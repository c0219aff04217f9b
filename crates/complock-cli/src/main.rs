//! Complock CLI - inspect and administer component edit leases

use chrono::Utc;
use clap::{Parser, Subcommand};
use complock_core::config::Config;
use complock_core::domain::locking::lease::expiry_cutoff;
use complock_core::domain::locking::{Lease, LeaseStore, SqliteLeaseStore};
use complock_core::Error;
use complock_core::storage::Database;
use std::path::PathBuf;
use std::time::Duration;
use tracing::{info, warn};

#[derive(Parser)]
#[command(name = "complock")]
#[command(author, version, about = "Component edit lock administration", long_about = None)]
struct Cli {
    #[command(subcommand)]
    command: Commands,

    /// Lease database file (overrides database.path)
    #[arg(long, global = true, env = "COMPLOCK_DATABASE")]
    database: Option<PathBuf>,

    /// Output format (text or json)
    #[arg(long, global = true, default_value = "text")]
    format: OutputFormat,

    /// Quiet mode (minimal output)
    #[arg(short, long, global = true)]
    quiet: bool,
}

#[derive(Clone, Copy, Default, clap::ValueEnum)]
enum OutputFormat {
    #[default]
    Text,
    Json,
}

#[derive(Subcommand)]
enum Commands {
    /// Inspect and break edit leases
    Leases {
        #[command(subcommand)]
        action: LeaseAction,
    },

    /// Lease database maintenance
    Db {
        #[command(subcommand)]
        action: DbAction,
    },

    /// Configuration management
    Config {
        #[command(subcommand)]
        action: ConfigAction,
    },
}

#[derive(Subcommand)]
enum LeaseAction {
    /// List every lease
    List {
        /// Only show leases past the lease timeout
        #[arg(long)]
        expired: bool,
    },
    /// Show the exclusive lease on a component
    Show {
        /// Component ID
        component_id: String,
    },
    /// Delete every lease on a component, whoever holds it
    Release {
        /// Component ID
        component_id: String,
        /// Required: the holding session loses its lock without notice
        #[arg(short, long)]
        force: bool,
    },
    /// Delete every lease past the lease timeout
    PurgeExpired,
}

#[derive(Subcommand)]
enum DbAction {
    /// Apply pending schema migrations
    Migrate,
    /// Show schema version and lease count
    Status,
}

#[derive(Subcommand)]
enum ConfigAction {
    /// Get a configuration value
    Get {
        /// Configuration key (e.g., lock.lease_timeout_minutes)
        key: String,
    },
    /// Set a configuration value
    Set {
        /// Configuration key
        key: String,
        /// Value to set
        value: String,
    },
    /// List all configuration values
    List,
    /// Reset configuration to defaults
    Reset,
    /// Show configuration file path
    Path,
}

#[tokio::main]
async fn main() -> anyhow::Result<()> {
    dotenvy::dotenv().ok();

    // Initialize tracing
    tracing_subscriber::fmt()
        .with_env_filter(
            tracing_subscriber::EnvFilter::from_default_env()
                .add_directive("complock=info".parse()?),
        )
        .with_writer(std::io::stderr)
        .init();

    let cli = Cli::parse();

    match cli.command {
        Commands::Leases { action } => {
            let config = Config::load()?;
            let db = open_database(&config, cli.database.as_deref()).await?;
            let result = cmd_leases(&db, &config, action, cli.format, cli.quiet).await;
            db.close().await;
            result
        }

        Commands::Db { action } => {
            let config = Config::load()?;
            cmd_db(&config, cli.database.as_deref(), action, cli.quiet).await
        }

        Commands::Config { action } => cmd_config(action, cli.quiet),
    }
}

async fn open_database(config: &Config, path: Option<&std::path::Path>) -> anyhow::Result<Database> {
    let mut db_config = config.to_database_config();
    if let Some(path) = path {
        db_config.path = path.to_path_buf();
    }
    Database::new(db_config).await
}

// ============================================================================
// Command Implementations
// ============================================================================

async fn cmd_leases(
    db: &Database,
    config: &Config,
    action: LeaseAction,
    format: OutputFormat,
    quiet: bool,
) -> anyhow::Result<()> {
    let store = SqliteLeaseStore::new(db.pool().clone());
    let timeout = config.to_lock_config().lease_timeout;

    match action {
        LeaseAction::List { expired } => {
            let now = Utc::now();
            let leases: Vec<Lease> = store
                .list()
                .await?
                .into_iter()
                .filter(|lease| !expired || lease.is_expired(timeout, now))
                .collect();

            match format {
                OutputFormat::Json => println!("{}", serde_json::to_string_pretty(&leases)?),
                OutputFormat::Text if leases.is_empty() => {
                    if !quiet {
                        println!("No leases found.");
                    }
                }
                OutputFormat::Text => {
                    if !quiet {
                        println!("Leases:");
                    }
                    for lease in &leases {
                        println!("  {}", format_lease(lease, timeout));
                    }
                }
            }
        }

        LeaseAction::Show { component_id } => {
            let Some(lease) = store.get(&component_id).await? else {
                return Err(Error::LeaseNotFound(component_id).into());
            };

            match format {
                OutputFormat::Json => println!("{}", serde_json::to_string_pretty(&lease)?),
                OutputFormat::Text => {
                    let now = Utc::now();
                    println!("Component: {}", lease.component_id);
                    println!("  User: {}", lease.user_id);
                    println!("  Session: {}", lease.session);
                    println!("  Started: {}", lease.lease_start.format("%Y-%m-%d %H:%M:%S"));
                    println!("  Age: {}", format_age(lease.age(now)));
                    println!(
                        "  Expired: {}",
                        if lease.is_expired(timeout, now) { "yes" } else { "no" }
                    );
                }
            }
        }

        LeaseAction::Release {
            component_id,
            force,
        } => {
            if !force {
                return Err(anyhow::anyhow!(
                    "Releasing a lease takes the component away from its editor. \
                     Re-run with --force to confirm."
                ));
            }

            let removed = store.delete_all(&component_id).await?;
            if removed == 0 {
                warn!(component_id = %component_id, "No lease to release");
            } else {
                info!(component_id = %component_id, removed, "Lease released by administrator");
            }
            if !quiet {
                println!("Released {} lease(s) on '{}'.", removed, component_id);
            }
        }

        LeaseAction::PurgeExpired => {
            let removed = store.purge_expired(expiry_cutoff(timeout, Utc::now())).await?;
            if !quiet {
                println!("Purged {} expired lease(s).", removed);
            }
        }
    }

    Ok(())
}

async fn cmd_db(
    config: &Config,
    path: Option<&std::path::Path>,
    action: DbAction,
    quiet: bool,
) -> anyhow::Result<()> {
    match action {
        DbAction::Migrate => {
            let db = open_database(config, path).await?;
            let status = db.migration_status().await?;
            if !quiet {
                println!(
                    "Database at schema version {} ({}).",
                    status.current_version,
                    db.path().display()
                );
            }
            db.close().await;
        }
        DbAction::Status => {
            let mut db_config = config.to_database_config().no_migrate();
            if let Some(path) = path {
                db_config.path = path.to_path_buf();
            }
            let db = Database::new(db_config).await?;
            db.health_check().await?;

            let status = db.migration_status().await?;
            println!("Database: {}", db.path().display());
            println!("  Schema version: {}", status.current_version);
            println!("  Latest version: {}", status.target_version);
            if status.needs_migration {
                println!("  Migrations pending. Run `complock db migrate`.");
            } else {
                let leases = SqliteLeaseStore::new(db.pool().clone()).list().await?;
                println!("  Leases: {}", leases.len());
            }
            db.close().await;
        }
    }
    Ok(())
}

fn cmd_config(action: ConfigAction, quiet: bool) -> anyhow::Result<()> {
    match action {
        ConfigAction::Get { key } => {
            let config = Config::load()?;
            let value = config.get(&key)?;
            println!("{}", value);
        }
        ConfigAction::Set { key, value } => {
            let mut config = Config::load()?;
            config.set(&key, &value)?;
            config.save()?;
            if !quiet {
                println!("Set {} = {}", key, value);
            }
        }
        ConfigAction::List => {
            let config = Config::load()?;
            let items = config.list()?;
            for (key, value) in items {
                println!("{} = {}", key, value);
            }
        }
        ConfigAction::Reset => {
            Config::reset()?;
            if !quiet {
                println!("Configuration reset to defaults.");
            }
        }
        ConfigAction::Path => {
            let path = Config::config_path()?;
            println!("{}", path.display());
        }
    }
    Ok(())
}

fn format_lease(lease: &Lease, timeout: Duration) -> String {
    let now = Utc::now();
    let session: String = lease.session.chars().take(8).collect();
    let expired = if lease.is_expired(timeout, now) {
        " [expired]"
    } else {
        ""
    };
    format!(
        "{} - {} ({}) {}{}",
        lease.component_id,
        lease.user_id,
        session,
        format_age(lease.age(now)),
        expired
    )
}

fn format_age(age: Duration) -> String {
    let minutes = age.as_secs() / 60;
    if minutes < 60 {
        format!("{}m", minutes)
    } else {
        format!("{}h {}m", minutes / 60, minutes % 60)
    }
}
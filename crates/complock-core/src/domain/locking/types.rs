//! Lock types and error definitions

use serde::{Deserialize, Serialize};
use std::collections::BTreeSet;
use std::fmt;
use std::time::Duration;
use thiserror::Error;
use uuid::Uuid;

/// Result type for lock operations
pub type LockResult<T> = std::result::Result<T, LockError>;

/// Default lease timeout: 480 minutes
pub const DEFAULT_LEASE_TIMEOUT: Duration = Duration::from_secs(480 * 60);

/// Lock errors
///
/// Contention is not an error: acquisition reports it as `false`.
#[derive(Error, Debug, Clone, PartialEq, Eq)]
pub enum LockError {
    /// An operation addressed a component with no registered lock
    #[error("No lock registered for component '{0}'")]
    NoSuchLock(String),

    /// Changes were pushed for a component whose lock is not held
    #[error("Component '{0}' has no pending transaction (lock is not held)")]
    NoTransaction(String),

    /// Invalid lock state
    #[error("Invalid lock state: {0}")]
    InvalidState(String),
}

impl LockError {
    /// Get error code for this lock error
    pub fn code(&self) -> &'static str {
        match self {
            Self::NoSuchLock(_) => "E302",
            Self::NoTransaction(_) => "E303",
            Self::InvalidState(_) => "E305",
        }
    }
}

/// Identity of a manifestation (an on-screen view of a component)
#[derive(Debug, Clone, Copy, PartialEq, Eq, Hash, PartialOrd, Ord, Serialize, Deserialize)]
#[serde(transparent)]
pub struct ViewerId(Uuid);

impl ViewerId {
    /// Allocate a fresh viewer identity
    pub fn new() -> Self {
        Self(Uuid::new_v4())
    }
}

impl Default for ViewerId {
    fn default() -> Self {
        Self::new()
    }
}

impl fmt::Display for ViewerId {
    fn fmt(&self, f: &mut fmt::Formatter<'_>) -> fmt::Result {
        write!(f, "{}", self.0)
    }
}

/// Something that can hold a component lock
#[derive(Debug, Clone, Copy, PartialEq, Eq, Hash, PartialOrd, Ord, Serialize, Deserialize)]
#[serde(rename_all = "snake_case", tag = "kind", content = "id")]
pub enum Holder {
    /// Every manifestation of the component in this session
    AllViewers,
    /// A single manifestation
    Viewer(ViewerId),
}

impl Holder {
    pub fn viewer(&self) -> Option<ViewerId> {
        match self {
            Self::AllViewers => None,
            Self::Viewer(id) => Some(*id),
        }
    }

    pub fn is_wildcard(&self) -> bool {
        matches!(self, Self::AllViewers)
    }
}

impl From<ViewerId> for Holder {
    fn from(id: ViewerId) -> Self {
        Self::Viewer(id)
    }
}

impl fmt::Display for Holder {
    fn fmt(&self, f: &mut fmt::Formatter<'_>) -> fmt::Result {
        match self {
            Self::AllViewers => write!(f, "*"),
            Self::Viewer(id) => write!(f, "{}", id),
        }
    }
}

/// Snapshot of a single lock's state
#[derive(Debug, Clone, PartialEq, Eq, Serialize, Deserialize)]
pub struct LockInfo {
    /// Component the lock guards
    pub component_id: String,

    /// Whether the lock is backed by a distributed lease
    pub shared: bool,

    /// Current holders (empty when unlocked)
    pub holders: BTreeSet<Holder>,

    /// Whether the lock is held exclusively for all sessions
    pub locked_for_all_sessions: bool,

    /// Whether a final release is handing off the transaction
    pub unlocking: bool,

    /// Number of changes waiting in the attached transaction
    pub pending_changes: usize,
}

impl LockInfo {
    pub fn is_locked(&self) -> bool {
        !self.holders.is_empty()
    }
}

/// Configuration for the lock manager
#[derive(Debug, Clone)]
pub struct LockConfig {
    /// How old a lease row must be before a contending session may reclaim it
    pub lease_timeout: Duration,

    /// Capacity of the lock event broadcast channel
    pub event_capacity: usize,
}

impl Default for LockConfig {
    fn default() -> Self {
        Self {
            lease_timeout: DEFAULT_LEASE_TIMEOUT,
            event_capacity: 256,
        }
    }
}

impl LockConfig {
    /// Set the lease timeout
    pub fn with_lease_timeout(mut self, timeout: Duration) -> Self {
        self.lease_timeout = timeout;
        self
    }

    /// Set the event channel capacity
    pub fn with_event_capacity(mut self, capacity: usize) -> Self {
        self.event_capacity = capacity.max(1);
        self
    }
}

* * *

The entries above hold a line with "impl Default for ViewerId" and a later line with "off the transaction". Write out exactly those lines and all lines between, nothing more.

● **WORKED SOLUTION**
impl Default for ViewerId {
    fn default() -> Self {
        Self::new()
    }
}

impl fmt::Display for ViewerId {
    fn fmt(&self, f: &mut fmt::Formatter<'_>) -> fmt::Result {
        write!(f, "{}", self.0)
    }
}

/// Something that can hold a component lock
#[derive(Debug, Clone, Copy, PartialEq, Eq, Hash, PartialOrd, Ord, Serialize, Deserialize)]
#[serde(rename_all = "snake_case", tag = "kind", content = "id")]
pub enum Holder {
    /// Every manifestation of the component in this session
    AllViewers,
    /// A single manifestation
    Viewer(ViewerId),
}

impl Holder {
    pub fn viewer(&self) -> Option<ViewerId> {
        match self {
            Self::AllViewers => None,
            Self::Viewer(id) => Some(*id),
        }
    }

    pub fn is_wildcard(&self) -> bool {
        matches!(self, Self::AllViewers)
    }
}

impl From<ViewerId> for Holder {
    fn from(id: ViewerId) -> Self {
        Self::Viewer(id)
    }
}

impl fmt::Display for Holder {
    fn fmt(&self, f: &mut fmt::Formatter<'_>) -> fmt::Result {
        match self {
            Self::AllViewers => write!(f, "*"),
            Self::Viewer(id) => write!(f, "{}", id),
        }
    }
}

/// Snapshot of a single lock's state
#[derive(Debug, Clone, PartialEq, Eq, Serialize, Deserialize)]
pub struct LockInfo {
    /// Component the lock guards
    pub component_id: String,

    /// Whether the lock is backed by a distributed lease
    pub shared: bool,

    /// Current holders (empty when unlocked)
    pub holders: BTreeSet<Holder>,

    /// Whether the lock is held exclusively for all sessions
    pub locked_for_all_sessions: bool,

    /// Whether a final release is handing off the transaction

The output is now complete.